SNP Imputation and QTL Analysis

SNPs were imputed using BEAGLE [7]
TASSEL [6] was used to identify QTLs using a general linear model to control for population structure.

Need more detail here from Andrew. Also, need QTL results?

Plot Documentation

Using the combined, phased and imputed VCF file generated as a result of the SNP sampling, the following steps are performed.

Convert the VCF file into a data frame

We used the vcf2tsv command from vcflib to convert the vcf file into an easily plotable format.

vcf2tsv combined.REDUCED.1.realign.123013.uniq.sorted.SNPsOnly.MeanPlus0p150.nospace.vcf > MeanPlus0p150SD.tsv

Other options for performing the same function include the VariantAnnotation bioconductor package [8] and the ggbio bioconduuctor package [9].

library(stringr)
library(reshape2)
library(animint)
library(ggplot2)

# Read in the data from the TSV
vcfTable <- read.table("MeanPlus0p150SDimputed.tsv", sep="\t", stringsAsFactors=FALSE, header=TRUE)

# Correct column names
col.names <- c("Chromosome", "Position", "id", "Reference", "Alternate", 
               "qual", "filter", "Allele.Freq", "AlleleRSquared", "DosageRSquared",
               "Variety", "Alt_Allele_Freq", "Genotype_Probability", "Gene_State")

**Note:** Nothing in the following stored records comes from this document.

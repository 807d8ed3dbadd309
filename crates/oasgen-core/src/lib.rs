//! Shared utilities for the oasgen compiler and CLI.
//!
//! - `utils` - identifier case conversion and word splitting
//! - `keywords` - reserved word tables for target namespaces
//! - `colors` - ANSI styling for terminal output

#![cfg_attr(coverage_nightly, feature(coverage_attribute))]

pub mod colors;
pub mod keywords;
pub mod utils;

#[cfg(test)]
mod colors_tests;
#[cfg(test)]
mod utils_tests;

pub use colors::{Colors, Style};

names(vcfTable) <- col.names

Rearranging Data for Plotting

Plots in this applet were generated using ggplot2 [10], and are rendered interactively using Shiny [11].

library(doMC)
registerDoMC()
library(dplyr)

vcfTable$Alt.Allele.Count <- round(vcfTable$Alt.Allele.Freq)

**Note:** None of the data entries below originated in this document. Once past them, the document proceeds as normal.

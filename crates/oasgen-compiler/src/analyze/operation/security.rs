//! Security schemes and requirements.

use std::collections::BTreeMap;

use crate::diagnostics::{Diagnostic, DiagnosticKind};
use crate::ir::{
    ApiKeyIn, FlowKind, OAuthFlow, SchemeKind, SchemeUse, SecurityRequirement, SecurityScheme,
};

use super::super::cursor::Cursor;
use super::super::{Analyzer, Stop};

impl<'s> Analyzer<'s> {
    /// `components.securitySchemes` and the top-level `security` list.
    pub(in crate::analyze) fn security_schemes(&mut self, root: &Cursor<'s>) -> Result<(), Stop> {
        let schemes = root
            .get("components")
            .and_then(|c| c.get("securitySchemes"));
        for (key, _, entry) in schemes.iter().flat_map(|s| s.members()) {
            let scheme = self.security_scheme(key, &entry);
            if let Some(scheme) = self.recover(scheme, key)? {
                self.security.schemes.push(scheme);
            }
        }

        if let Some(list) = root.get("security") {
            let requirements = self.requirements_of(&list);
            if let Some(requirements) = self.recover(requirements, "security")? {
                self.security.default = requirements;
            }
        }
        tracing::debug!(
            schemes = self.security.schemes.len(),
            default = self.security.default.len(),
            "security analyzed"
        );
        Ok(())
    }

    fn security_scheme(&self, key: &str, entry: &Cursor<'s>) -> Result<SecurityScheme, Diagnostic> {
        let entry = self.follow(entry)?;
        entry.object("security scheme")?;
        let owner = "security scheme";

        let kind = match entry.required_str("type", owner)? {
            "apiKey" => {
                let name = entry.required_str("name", owner)?;
                let raw_in = entry.required_str("in", owner)?;
                let Some(in_) = ApiKeyIn::parse(raw_in) else {
                    return Err(entry.invalid(&format!("unknown API key location `{}`", raw_in)));
                };
                SchemeKind::ApiKey {
                    name: name.to_string(),
                    in_,
                }
            }
            "http" => SchemeKind::Http {
                scheme: entry.required_str("scheme", owner)?.to_ascii_lowercase(),
                bearer_format: entry.str_field("bearerFormat")?.map(String::from),
            },
            "oauth2" => SchemeKind::OAuth2 {
                flows: oauth_flows(&entry)?,
            },
            "openIdConnect" => SchemeKind::OpenIdConnect {
                url: entry.required_str("openIdConnectUrl", owner)?.to_string(),
            },
            "mutualTLS" if self.version.is_31() => SchemeKind::MutualTls,
            "mutualTLS" => return Err(entry.invalid("`mutualTLS` requires OpenAPI 3.1")),
            other => {
                return Err(entry.invalid(&format!("unknown security scheme type `{}`", other)));
            }
        };

        Ok(SecurityScheme {
            key: key.to_string(),
            name: String::new(),
            kind,
            description: entry.str_field("description")?.map(String::from),
            location: self.location(entry.span(), &entry.key),
        })
    }

    /// The operation's own `security`, or the document default. An empty
    /// list clears the default.
    pub(super) fn requirements(&self, op: &Cursor<'s>) -> Result<Vec<SecurityRequirement>, Diagnostic> {
        match op.get("security") {
            Some(list) => self.requirements_of(&list),
            None => Ok(self.security.default.clone()),
        }
    }

    fn requirements_of(&self, list: &Cursor<'s>) -> Result<Vec<SecurityRequirement>, Diagnostic> {
        list.array("`security`")?;
        let mut requirements = Vec::new();
        for item in list.items() {
            item.object("security requirement")?;
            let mut schemes = Vec::new();
            for (name, key_span, scopes) in item.members() {
                if self.security.scheme(name).is_none() {
                    return Err(Diagnostic::new(DiagnosticKind::UnknownSecurityScheme, key_span)
                        .message(name)
                        .at_pointer(scopes.key.pointer.clone()));
                }
                scopes.array("scopes")?;
                let scopes = scopes
                    .items()
                    .iter()
                    .map(|s| s.as_str("scope").map(String::from))
                    .collect::<Result<Vec<_>, _>>()?;
                schemes.push(SchemeUse {
                    scheme: name.to_string(),
                    scopes,
                });
            }
            requirements.push(SecurityRequirement { schemes });
        }
        Ok(requirements)
    }
}

fn oauth_flows(entry: &Cursor<'_>) -> Result<Vec<OAuthFlow>, Diagnostic> {
    let Some(flows) = entry.get("flows") else {
        return Err(entry.invalid("oauth2 security scheme requires `flows`"));
    };
    flows.object("`flows`")?;

    let mut out = Vec::new();
    for (name, kind) in FlowKind::ALL {
        let Some(flow) = flows.get(name) else {
            continue;
        };
        flow.object("OAuth flow")?;
        let owner = format!("`{}` flow", name);
        let authorization_url = if kind.needs_authorization_url() {
            Some(flow.required_str("authorizationUrl", &owner)?)
        } else {
            flow.str_field("authorizationUrl")?
        };
        let token_url = if kind.needs_token_url() {
            Some(flow.required_str("tokenUrl", &owner)?)
        } else {
            flow.str_field("tokenUrl")?
        };

        let mut scopes = BTreeMap::new();
        if let Some(map) = flow.get("scopes") {
            map.object("`scopes`")?;
            for (scope, _, description) in map.members() {
                scopes.insert(scope.to_string(), description.as_str("scope description")?.to_string());
            }
        }

        out.push(OAuthFlow {
            kind,
            authorization_url: authorization_url.map(String::from),
            token_url: token_url.map(String::from),
            refresh_url: flow.str_field("refreshUrl")?.map(String::from),
            scopes,
        });
    }

    if out.is_empty() {
        return Err(flows.invalid("oauth2 security scheme declares no flows"));
    }
    Ok(out)
}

varieties <- as.character(unique(vcfTable$Variety))
seqnames <- unique(vcfTable$Chromosome[grepl("Chr", vcfTable$Chromosome)])

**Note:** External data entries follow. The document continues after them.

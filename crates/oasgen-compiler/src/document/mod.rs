//! Document store: sources, located JSON/YAML trees and I/O collaborators.

mod fs;
mod json;
mod lexer;
mod node;
pub mod pointer;
mod source_map;
mod store;
mod yaml;

#[cfg(test)]
mod json_tests;
#[cfg(test)]
mod pointer_tests;
#[cfg(test)]
mod store_tests;
#[cfg(test)]
mod yaml_tests;

pub use fs::{
    FetchError, Fetcher, FileSystem, LoadError, MemoryFs, NoFetcher, OsFileSystem,
    location_to_url,
};
pub use json::{ParseLimits, parse_json};
pub use node::{Member, Node, Object, Value};
pub use source_map::{Location, SourceId, SourceMap};
pub use store::{Document, DocumentStore, Format, Loader};
pub use yaml::parse_yaml;

pub(crate) use store::without_fragment;
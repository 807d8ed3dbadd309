//! Percent-encoding helpers for path matching.

fn hex(b: u8) -> Option<u8> {
    match b {
        b'0'..=b'9' => Some(b - b'0'),
        b'a'..=b'f' => Some(b - b'a' + 10),
        b'A'..=b'F' => Some(b - b'A' + 10),
        _ => None,
    }
}

fn escape_at(bytes: &[u8], i: usize) -> Option<u8> {
    if bytes.get(i) != Some(&b'%') {
        return None;
    }
    let hi = hex(*bytes.get(i + 1)?)?;
    let lo = hex(*bytes.get(i + 2)?)?;
    Some(hi << 4 | lo)
}

fn is_unreserved(b: u8) -> bool {
    b.is_ascii_alphanumeric() || matches!(b, b'-' | b'.' | b'_' | b'~')
}

/// Decode every `%XX` escape. Malformed escapes are kept verbatim; invalid
/// UTF-8 is replaced.
pub fn decode(s: &str) -> String {
    if !s.contains('%') {
        return s.to_string();
    }
    let bytes = s.as_bytes();
    let mut out = Vec::with_capacity(bytes.len());
    let mut i = 0;
    while i < bytes.len() {
        match escape_at(bytes, i) {
            Some(b) => {
                out.push(b);
                i += 3;
            }
            None => {
                out.push(bytes[i]);
                i += 1;
            }
        }
    }
    String::from_utf8_lossy(&out).into_owned()
}

/// Decode escapes of unreserved characters only (RFC 3986 §6.2.2.2), so
/// that `/pets/%6Fne` and `/pets/one` match the same route while `%2F`
/// stays an escaped byte rather than a separator.
pub fn normalize(s: &str) -> String {
    if !s.contains('%') {
        return s.to_string();
    }
    let bytes = s.as_bytes();
    let mut out = String::with_capacity(s.len());
    let mut i = 0;
    while i < bytes.len() {
        if let Some(b) = escape_at(bytes, i).filter(|&b| is_unreserved(b)) {
            out.push(b as char);
            i += 3;
            continue;
        }
        let c = s[i..].chars().next().unwrap_or_default();
        out.push(c);
        i += c.len_utf8();
    }
    out
}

# remove scaffolds for now to make display easier
vcfTable <- filter(vcfTable, grepl("Chr", vcfTable$Chromosome))

# Change names to correspond to actual usage (instead of lab names) according to Jim's suggestions.
vcfTable$Variety <- str_replace(vcfTable$Variety, fixed("901-G04_RS_5601T"), "5601T")
vcfTable$Variety <- str_replace(vcfTable$Variety, fixed("901-G06_RS_Bonus"), "Bonus")
vcfTable$Variety <- str_replace(vcfTable$Variety, fixed("RS_"), "")
vcfTable$Variety <- str_replace(vcfTable$Variety, fixed("AK_004"), "A.K.")
vcfTable$Variety <- str_replace(vcfTable$Variety, fixed("Clark_NuGEN"), "Clark")
vcfTable$Variety <- str_replace(vcfTable$Variety, fixed("NCRaleigh"), "Raleigh")

SNP Browser Plot

The goal here is to calculate the proportion of SNPs of each base pair (including those varieties that did not differ from the reference genome at the base pair in question).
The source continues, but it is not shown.